From the entries that follow, reproduce exactly and only the lines from the line with "use crate::messages::NetDbMessage;" to the line with "the reliability collaborator.", endpoints included.

(Dataset entries)

• • • • •

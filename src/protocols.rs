//! Collaborator trait definitions for the network database.
//!
//! The database core never touches sockets, disks or reputation math
//! directly. Each of those concerns is reached through a trait defined here
//! and injected when a [`crate::NetDb`] is constructed.
//!
//! | Collaborator | Trait | Purpose |
//! |--------------|-------|---------|
//! | Transport | [`Transport`] | move a message to a peer, report the local send result |
//! | Reliability | [`PeerReliability`] | per-peer lookup/store history and tiering |
//! | Banlist | [`Banlist`] | temporary and permanent peer bans |
//! | Key rotation | [`KeyRotation`] | daily routing key derivation |
//! | Router status | [`RouterStatus`] | health inputs for floodfill election |
//! | Persistence | [`Persistence`] | load at startup, best-effort save |

use std::time::{Duration, SystemTime};

use anyhow::Result;
use async_trait::async_trait;

use crate::identity::{Identity, RoutingKey};
use crate::messages::NetDbMessage;
use crate::record::DatabaseEntry;

/// How the transport should carry a message.
#[derive(Clone, Copy, Debug, PartialEq, Eq)]
pub enum Route {
    /// Straight to the peer over a direct connection.
    Direct,
    /// Through one of our exploratory tunnels.
    Exploratory,
    /// To a reply tunnel named by the requester.
    ReplyTunnel(u32),
}

/// Message transport.
#[async_trait]
pub trait Transport: Send + Sync + 'static {
    /// Hand `message` to the transport for delivery to `to`.
    ///
    /// Resolves with the local send result only; it says nothing about
    /// whether the peer received or acted on the message. An error (no
    /// connection, no tunnel) is treated like a peer timeout by callers.
    async fn send(&self, to: &Identity, message: NetDbMessage, route: Route) -> Result<()>;
}

// ============================================================================
// Peer Reliability
// ============================================================================

/// Observed history for one peer. Timestamps are milliseconds since epoch.
#[derive(Clone, Debug, Default, PartialEq)]
pub struct PeerStats {
    pub last_lookup_success_ms: Option<u64>,
    pub last_lookup_failure_ms: Option<u64>,
    pub last_store_success_ms: Option<u64>,
    pub last_store_failure_ms: Option<u64>,
    pub avg_response_ms: Option<u64>,
    pub lookups: u64,
    pub lookup_failures: u64,
}

impl PeerStats {
    pub fn failure_rate(&self) -> f64 {
        if self.lookups == 0 {
            0.0
        } else {
            self.lookup_failures as f64 / self.lookups as f64
        }
    }

    pub fn last_failure_ms(&self) -> Option<u64> {
        self.last_lookup_failure_ms.max(self.last_store_failure_ms)
    }

    pub fn last_success_ms(&self) -> Option<u64> {
        self.last_lookup_success_ms.max(self.last_store_success_ms)
    }
}

/// Coarse standing of a peer as seen by the reliability collaborator.
#[derive(Clone, Copy, Debug, PartialEq, Eq, Hash)]
pub enum PeerTier {
    Fast,
    Standard,
    Untested,
    Failing,
    Unreachable,
}

impl PeerTier {
    /// Peers that flood-only lookups should query last.
    pub fn is_deprioritized(self) -> bool {
        matches!(self, PeerTier::Untested | PeerTier::Failing | PeerTier::Unreachable)
    }
}

/// Per-peer reputation bookkeeping, read and written by the database.
pub trait PeerReliability: Send + Sync + 'static {
    fn record_lookup_result(&self, peer: &Identity, success: bool, latency: Option<Duration>);

    fn record_store_result(&self, peer: &Identity, success: bool);

    fn stats(&self, peer: &Identity) -> Option<PeerStats>;

    fn tier(&self, peer: &Identity) -> PeerTier;
}

pub trait Banlist: Send + Sync + 'static {
    fn is_banned(&self, peer: &Identity) -> bool;

    fn is_banned_forever(&self, peer: &Identity) -> bool;
}

// ============================================================================
// Routing Key Rotation
// ============================================================================

pub trait KeyRotation: Send + Sync + 'static {
    fn routing_key_for(&self, key: &Identity, when: SystemTime) -> RoutingKey;

    fn time_until_rotation(&self) -> Duration;

    fn routing_key(&self, key: &Identity) -> RoutingKey {
        self.routing_key_for(key, SystemTime::now())
    }

    /// Routing key that will be in effect after the next rotation.
    fn next_routing_key(&self, key: &Identity) -> RoutingKey {
        let after = SystemTime::now() + self.time_until_rotation() + Duration::from_secs(1);
        self.routing_key_for(key, after)
    }
}

// ============================================================================
// Router Status (floodfill election inputs)
// ============================================================================

/// Local health signals consumed by floodfill election.
#[derive(Clone, Debug, Default, PartialEq)]
pub struct RouterHealth {
    pub uptime: Duration,
    pub bandwidth_class: Option<char>,
    pub job_lag: Duration,
    pub active_peers: usize,
    pub participating_tunnels: usize,
    pub clock_skew: Duration,
    pub reachable_without_introducers: bool,
}

pub trait RouterStatus: Send + Sync + 'static {
    fn health(&self) -> RouterHealth;

    /// Re-sign and republish our own descriptor with the floodfill flag set
    /// or cleared.
    fn republish(&self, floodfill: bool);
}

// ============================================================================
// Persistence
// ============================================================================

#[async_trait]
pub trait Persistence: Send + Sync + 'static {
    async fn load(&self) -> Result<Vec<DatabaseEntry>>;

    async fn save(&self, entry: &DatabaseEntry) -> Result<()>;

    async fn remove(&self, key: &Identity) -> Result<()>;
}

/// Persistence that keeps nothing.
#[derive(Clone, Copy, Debug, Default)]
pub struct NoPersistence;

#[async_trait]
impl Persistence for NoPersistence {
    async fn load(&self) -> Result<Vec<DatabaseEntry>> {
        Ok(Vec::new())
    }

    async fn save(&self, _entry: &DatabaseEntry) -> Result<()> {
        Ok(())
    }

    async fn remove(&self, _key: &Identity) -> Result<()> {
        Ok(())
    }
}

#[cfg(test)]
mod tests {
    use super::*;

    #[test]
    fn stats_failure_rate_and_latest_outcomes() {
        let stats = PeerStats {
            last_lookup_failure_ms: Some(10),
            last_store_failure_ms: Some(30),
            last_lookup_success_ms: Some(20),
            lookups: 4,
            lookup_failures: 1,
            ..PeerStats::default()
        };
        assert_eq!(stats.failure_rate(), 0.25);
        assert_eq!(stats.last_failure_ms(), Some(30));
        assert_eq!(stats.last_success_ms(), Some(20));
        assert_eq!(PeerStats::default().failure_rate(), 0.0);
    }

    #[test]
    fn deprioritized_tiers() {
        assert!(PeerTier::Untested.is_deprioritized());
        assert!(PeerTier::Unreachable.is_deprioritized());
        assert!(!PeerTier::Fast.is_deprioritized());
    }
}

• • • • •

### OUTPUT BELOW
use crate::messages::NetDbMessage;
use crate::record::DatabaseEntry;

/// How the transport should carry a message.
#[derive(Clone, Copy, Debug, PartialEq, Eq)]
pub enum Route {
    /// Straight to the peer over a direct connection.
    Direct,
    /// Through one of our exploratory tunnels.
    Exploratory,
    /// To a reply tunnel named by the requester.
    ReplyTunnel(u32),
}

/// Message transport.
#[async_trait]
pub trait Transport: Send + Sync + 'static {
    /// Hand `message` to the transport for delivery to `to`.
    ///
    /// Resolves with the local send result only; it says nothing about
    /// whether the peer received or acted on the message. An error (no
    /// connection, no tunnel) is treated like a peer timeout by callers.
    async fn send(&self, to: &Identity, message: NetDbMessage, route: Route) -> Result<()>;
}

// ============================================================================
// Peer Reliability
// ============================================================================

/// Observed history for one peer. Timestamps are milliseconds since epoch.
#[derive(Clone, Debug, Default, PartialEq)]
pub struct PeerStats {
    pub last_lookup_success_ms: Option<u64>,
    pub last_lookup_failure_ms: Option<u64>,
    pub last_store_success_ms: Option<u64>,
    pub last_store_failure_ms: Option<u64>,
    pub avg_response_ms: Option<u64>,
    pub lookups: u64,
    pub lookup_failures: u64,
}

impl PeerStats {
    pub fn failure_rate(&self) -> f64 {
        if self.lookups == 0 {
            0.0
        } else {
            self.lookup_failures as f64 / self.lookups as f64
        }
    }

    pub fn last_failure_ms(&self) -> Option<u64> {
        self.last_lookup_failure_ms.max(self.last_store_failure_ms)
    }

    pub fn last_success_ms(&self) -> Option<u64> {
        self.last_lookup_success_ms.max(self.last_store_success_ms)
    }
}

/// Coarse standing of a peer as seen by the reliability collaborator.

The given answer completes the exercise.